• _Work to be completed_
Using the entries below, say how many of the lines carry "Result". Write the number alone.

• _Data extract_
· · · ·

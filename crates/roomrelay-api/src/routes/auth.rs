use axum::extract::State;
use axum::Json;
use roomrelay_core::AppState;
use serde::{Deserialize, Serialize};
use serde_json::{json, Value};

use crate::error::ApiError;
use crate::middleware::AdminUser;

#[derive(Debug, Deserialize)]
pub struct LoginRequest {
    pub username: String,
    pub password: String,
}

#[derive(Debug, Serialize)]
pub struct LoginResponse {
    pub access_token: String,
    pub token_type: &'static str,
    pub expires_in: u64,
}

async fn issue_session(state: &AppState, username: &str) -> Result<LoginResponse, ApiError> {
    let expires_in = state.config.jwt_expiry_minutes * 60;
    let token = roomrelay_core::auth::create_token(username, &state.config.jwt_secret, expires_in)
        .map_err(ApiError::from)?;
    let token_hash = roomrelay_core::auth::token_hash(&token);
    roomrelay_cache::session::put_session(
        &state.cache,
        &token_hash,
        &roomrelay_cache::session::AdminSession {
            username: username.to_string(),
            issued_at: chrono::Utc::now(),
        },
        expires_in,
    )
    .await?;

    Ok(LoginResponse {
        access_token: token,
        token_type: "Bearer",
        expires_in,
    })
}

/// The only credential this deployment has: `ADMIN_USERNAME`/`ADMIN_PASSWORD`
/// from the environment, hashed once at startup.
pub async fn login(
    State(state): State<AppState>,
    Json(body): Json<LoginRequest>,
) -> Result<Json<LoginResponse>, ApiError> {
    if body.username != state.config.admin_username {
        return Err(ApiError::Unauthorized);
    }
    let valid = roomrelay_core::auth::verify_password(&body.password, &state.config.admin_password_hash)
        .map_err(ApiError::from)?;
    if !valid {
        return Err(ApiError::Unauthorized);
    }

    Ok(Json(issue_session(&state, &body.username).await?))
}

pub async fn logout(
    State(state): State<AppState>,
    admin: AdminUser,
) -> Result<Json<Value>, ApiError> {
    roomrelay_cache::session::drop_session(&state.cache, &admin.token_hash).await?;
    Ok(Json(json!({ "status": "logged_out" })))
}

pub async fn refresh(
    State(state): State<AppState>,
    admin: AdminUser,
) -> Result<Json<LoginResponse>, ApiError> {
    Ok(Json(issue_session(&state, &admin.username).await?))
}

pub async fn me(admin: AdminUser) -> Json<Value> {
    Json(json!({ "username": admin.username }))
}
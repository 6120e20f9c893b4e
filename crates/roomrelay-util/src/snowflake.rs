use std::sync::Mutex;
use std::time::{SystemTime, UNIX_EPOCH};

/// Custom epoch: 2024-01-01T00:00:00Z
const RELAY_EPOCH: u64 = 1_704_067_200_000;

struct SnowflakeState {
    last_timestamp: u64,
    sequence: u64,
}

static STATE: Mutex<SnowflakeState> = Mutex::new(SnowflakeState {
    last_timestamp: 0,
    sequence: 0,
});

fn current_timestamp() -> u64 {
    SystemTime::now()
        .duration_since(UNIX_EPOCH)
        .expect("time went backwards")
        .as_millis() as u64
        - RELAY_EPOCH
}

/// Generate a Snowflake ID.
/// Format: 42 bits timestamp | 10 bits worker | 12 bits sequence
pub fn generate(worker_id: u16) -> i64 {
    let mut state = STATE.lock().unwrap();

    let mut timestamp = current_timestamp();

    if timestamp == state.last_timestamp {
        state.sequence = (state.sequence + 1) & 0xFFF;
        if state.sequence == 0 {
            // Sequence overflow — busy-wait until the next millisecond
            while timestamp <= state.last_timestamp {
                drop(state);
                std::hint::spin_loop();
                state = STATE.lock().unwrap();
                timestamp = current_timestamp();
            }
        }
    } else {
        state.sequence = 0;
    }

    state.last_timestamp = timestamp;
    let seq = state.sequence;

    let id = (timestamp << 22) | ((worker_id as u64 & 0x3FF) << 12) | seq;
    id as i64
}

/// Extract the Unix timestamp (ms) from a snowflake.
pub fn timestamp_millis(id: i64) -> u64 {
    ((id as u64) >> 22) + RELAY_EPOCH
}

#[cfg(test)]
mod tests {
    use super::*;

    #[test]
    fn generated_ids_are_monotonic_for_one_worker() {
        let a = generate(1);
        let b = generate(1);
        assert!(b > a);
    }

    #[test]
    fn distinct_workers_do_not_collide_within_the_same_millisecond() {
        let a = generate(1);
        let b = generate(2);
        assert_ne!(a, b);
    }

    #[test]
    fn timestamp_millis_roundtrips_through_generate() {
        let before = current_timestamp() + RELAY_EPOCH;
        let id = generate(5);
        let extracted = timestamp_millis(id);
        assert!(extracted >= before);
    }
}

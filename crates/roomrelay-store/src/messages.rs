use crate::{DbError, DbPool};
use chrono::{DateTime, Utc};
use roomrelay_models::message_log::{AttachmentRef, MessageLogEntry, NewMessageLogEntry, ReplyContext};

#[derive(sqlx::FromRow)]
struct LogRow {
    id: i64,
    room_id: i64,
    source_guild_id: i64,
    source_channel_id: i64,
    source_message_id: i64,
    author_id: i64,
    author_display: String,
    content: String,
    attachments_json: String,
    reply_to_json: Option<String>,
    timestamp: DateTime<Utc>,
    delivered_count: i64,
    failed_count: i64,
}

impl LogRow {
    fn into_entry(self) -> Result<MessageLogEntry, DbError> {
        let attachments: Vec<AttachmentRef> = serde_json::from_str(&self.attachments_json)
            .map_err(|e| DbError::Sqlx(sqlx::Error::Decode(Box::new(e))))?;
        let reply_to: Option<ReplyContext> = match self.reply_to_json {
            Some(raw) => Some(
                serde_json::from_str(&raw)
                    .map_err(|e| DbError::Sqlx(sqlx::Error::Decode(Box::new(e))))?,
            ),
            None => None,
        };
        Ok(MessageLogEntry {
            id: self.id,
            room_id: self.room_id,
            source_guild_id: self.source_guild_id,
            source_channel_id: self.source_channel_id,
            source_message_id: self.source_message_id,
            author_id: self.author_id,
            author_display: self.author_display,
            content: self.content,
            attachments,
            reply_to,
            timestamp: self.timestamp,
            delivered_count: self.delivered_count,
            failed_count: self.failed_count,
        })
    }
}

const SELECT_COLUMNS: &str = "id, room_id, source_guild_id, source_channel_id, source_message_id,
        author_id, author_display, content, attachments_json, reply_to_json,
        timestamp, delivered_count, failed_count";

/// Appends an immutable log entry. Never blocks the relay path on anything
/// beyond a single insert; callers on a hot path should route this through a
/// dedicated writer connection if Store contention becomes visible.
pub async fn append_message_log(
    pool: &DbPool,
    entry: &NewMessageLogEntry,
) -> Result<MessageLogEntry, DbError> {
    let attachments_json = serde_json::to_string(&entry.attachments)
        .map_err(|e| DbError::Sqlx(sqlx::Error::Encode(Box::new(e))))?;
    let reply_to_json = entry
        .reply_to
        .as_ref()
        .map(serde_json::to_string)
        .transpose()
        .map_err(|e| DbError::Sqlx(sqlx::Error::Encode(Box::new(e))))?;

    let sql = format!(
        "INSERT INTO message_log
            (id, room_id, source_guild_id, source_channel_id, source_message_id,
             author_id, author_display, content, attachments_json, reply_to_json,
             timestamp, delivered_count, failed_count)
         VALUES (?1, ?2, ?3, ?4, ?5, ?6, ?7, ?8, ?9, ?10, ?11, ?12, ?13)
         RETURNING {SELECT_COLUMNS}"
    );
    let row = sqlx::query_as::<_, LogRow>(&sql)
        .bind(entry.id)
        .bind(entry.room_id)
        .bind(entry.source_guild_id)
        .bind(entry.source_channel_id)
        .bind(entry.source_message_id)
        .bind(entry.author_id)
        .bind(&entry.author_display)
        .bind(&entry.content)
        .bind(attachments_json)
        .bind(reply_to_json)
        .bind(chrono::Utc::now())
        .bind(entry.delivered_count)
        .bind(entry.failed_count)
        .fetch_one(pool)
        .await?;
    row.into_entry()
}

pub async fn list_room_messages(
    pool: &DbPool,
    room_id: i64,
    limit: i64,
    offset: i64,
) -> Result<Vec<MessageLogEntry>, DbError> {
    let sql = format!(
        "SELECT {SELECT_COLUMNS} FROM message_log
         WHERE room_id = ?1 ORDER BY timestamp DESC, id DESC LIMIT ?2 OFFSET ?3"
    );
    let rows: Vec<LogRow> = sqlx::query_as(&sql)
        .bind(room_id)
        .bind(limit)
        .bind(offset)
        .fetch_all(pool)
        .await?;
    rows.into_iter().map(LogRow::into_entry).collect()
}

#[derive(Debug, Clone, Default, serde::Serialize)]
pub struct RoomStats {
    pub room_id: i64,
    pub message_count: i64,
    pub delivered_total: i64,
    pub failed_total: i64,
}

pub async fn room_stats(
    pool: &DbPool,
    room_id: i64,
    since: DateTime<Utc>,
) -> Result<RoomStats, DbError> {
    let row: (i64, Option<i64>, Option<i64>) = sqlx::query_as(
        "SELECT COUNT(*), SUM(delivered_count), SUM(failed_count)
         FROM message_log WHERE room_id = ?1 AND timestamp >= ?2",
    )
    .bind(room_id)
    .bind(since)
    .fetch_one(pool)
    .await?;
    Ok(RoomStats {
        room_id,
        message_count: row.0,
        delivered_total: row.1.unwrap_or(0),
        failed_total: row.2.unwrap_or(0),
    })
}

#[derive(Debug, Clone, Default, serde::Serialize)]
pub struct GuildStats {
    pub guild_id: i64,
    pub message_count: i64,
}

pub async fn guild_stats(
    pool: &DbPool,
    guild_id: i64,
    since: DateTime<Utc>,
) -> Result<GuildStats, DbError> {
    let count: i64 = sqlx::query_scalar(
        "SELECT COUNT(*) FROM message_log WHERE source_guild_id = ?1 AND timestamp >= ?2",
    )
    .bind(guild_id)
    .bind(since)
    .fetch_one(pool)
    .await?;
    Ok(GuildStats {
        guild_id,
        message_count: count,
    })
}

#[derive(Debug, Clone, serde::Serialize)]
pub struct DailyMessageCount {
    pub date: chrono::NaiveDate,
    pub count: i64,
}

/// Per-day message counts for the trailing `days` days, counting today. One
/// bounded range query per day rather than a `GROUP BY date(...)` so the
/// query stays portable across the sqlite and postgres backends `Any`
/// straddles.
pub async fn messages_per_day(pool: &DbPool, days: i64) -> Result<Vec<DailyMessageCount>, DbError> {
    let days = days.max(1);
    let today = Utc::now().date_naive();
    let mut out = Vec::with_capacity(days as usize);
    for offset in (0..days).rev() {
        let date = today - chrono::Duration::days(offset);
        let start = date.and_hms_opt(0, 0, 0).unwrap().and_utc();
        let end = start + chrono::Duration::days(1);
        let count: i64 = sqlx::query_scalar(
            "SELECT COUNT(*) FROM message_log WHERE timestamp >= ?1 AND timestamp < ?2",
        )
        .bind(start)
        .bind(end)
        .fetch_one(pool)
        .await?;
        out.push(DailyMessageCount { date, count });
    }
    Ok(out)
}

/// Filters for `GET /analytics/export/messages`. Every field is optional;
/// an empty filter exports the whole log subject to `limit`.
#[derive(Debug, Clone, Default)]
pub struct MessageExportFilter {
    pub room_id: Option<i64>,
    pub source_guild_id: Option<i64>,
    pub since: Option<DateTime<Utc>>,
    pub until: Option<DateTime<Utc>>,
}

pub async fn export_messages(
    pool: &DbPool,
    filter: &MessageExportFilter,
    limit: i64,
) -> Result<Vec<MessageLogEntry>, DbError> {
    let mut sql = format!("SELECT {SELECT_COLUMNS} FROM message_log");
    let mut clauses = Vec::new();
    let mut idx = 0;
    if filter.room_id.is_some() {
        idx += 1;
        clauses.push(format!("room_id = ?{idx}"));
    }
    if filter.source_guild_id.is_some() {
        idx += 1;
        clauses.push(format!("source_guild_id = ?{idx}"));
    }
    if filter.since.is_some() {
        idx += 1;
        clauses.push(format!("timestamp >= ?{idx}"));
    }
    if filter.until.is_some() {
        idx += 1;
        clauses.push(format!("timestamp < ?{idx}"));
    }
    if !clauses.is_empty() {
        sql.push_str(" WHERE ");
        sql.push_str(&clauses.join(" AND "));
    }
    sql.push_str(&format!(" ORDER BY timestamp DESC, id DESC LIMIT ?{}", idx + 1));

    let mut query = sqlx::query_as::<_, LogRow>(&sql);
    if let Some(v) = filter.room_id {
        query = query.bind(v);
    }
    if let Some(v) = filter.source_guild_id {
        query = query.bind(v);
    }
    if let Some(v) = filter.since {
        query = query.bind(v);
    }
    if let Some(v) = filter.until {
        query = query.bind(v);
    }
    let rows: Vec<LogRow> = query.bind(limit).fetch_all(pool).await?;
    rows.into_iter().map(LogRow::into_entry).collect()
}

#[cfg(test)]
mod tests {
    use super::*;

    async fn test_pool() -> DbPool {
        let pool = crate::create_pool("sqlite::memory:", 1).await.unwrap();
        crate::run_migrations(&pool).await.unwrap();
        pool
    }

    fn sample_entry(id: i64, room_id: i64) -> NewMessageLogEntry {
        NewMessageLogEntry {
            id,
            room_id,
            source_guild_id: 1,
            source_channel_id: 2,
            source_message_id: id * 10,
            author_id: 5,
            author_display: "alice".into(),
            content: "hi".into(),
            attachments: vec![],
            reply_to: None,
            delivered_count: 2,
            failed_count: 0,
        }
    }

    #[tokio::test]
    async fn append_and_list_round_trips() {
        let pool = test_pool().await;
        append_message_log(&pool, &sample_entry(1, 1)).await.unwrap();
        append_message_log(&pool, &sample_entry(2, 1)).await.unwrap();

        let rows = list_room_messages(&pool, 1, 50, 0).await.unwrap();
        assert_eq!(rows.len(), 2);
        assert_eq!(rows[0].content, "hi");
    }

    #[tokio::test]
    async fn log_entries_survive_independent_of_room_lifecycle() {
        let pool = test_pool().await;
        crate::rooms::create_room(&pool, 1, "general", 1, 50).await.unwrap();
        append_message_log(&pool, &sample_entry(1, 1)).await.unwrap();
        crate::rooms::delete_room(&pool, 1).await.unwrap();

        let rows = list_room_messages(&pool, 1, 50, 0).await.unwrap();
        assert_eq!(rows.len(), 1);
    }

    #[tokio::test]
    async fn room_stats_aggregates_counts() {
        let pool = test_pool().await;
        append_message_log(&pool, &sample_entry(1, 1)).await.unwrap();
        append_message_log(&pool, &sample_entry(2, 1)).await.unwrap();

        let stats = room_stats(&pool, 1, chrono::Utc::now() - chrono::Duration::days(1))
            .await
            .unwrap();
        assert_eq!(stats.message_count, 2);
        assert_eq!(stats.delivered_total, 4);
    }

    #[tokio::test]
    async fn messages_per_day_buckets_todays_count_on_the_last_row() {
        let pool = test_pool().await;
        append_message_log(&pool, &sample_entry(1, 1)).await.unwrap();

        let buckets = messages_per_day(&pool, 7).await.unwrap();
        assert_eq!(buckets.len(), 7);
        assert_eq!(buckets.last().unwrap().count, 1);
    }

    #[tokio::test]
    async fn export_messages_filters_by_room_and_respects_limit() {
        let pool = test_pool().await;
        append_message_log(&pool, &sample_entry(1, 1)).await.unwrap();
        append_message_log(&pool, &sample_entry(2, 2)).await.unwrap();

        let filter = MessageExportFilter {
            room_id: Some(1),
            ..Default::default()
        };
        let rows = export_messages(&pool, &filter, 50).await.unwrap();
        assert_eq!(rows.len(), 1);
        assert_eq!(rows[0].room_id, 1);
    }
}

· · · ·

• _Expected output_
11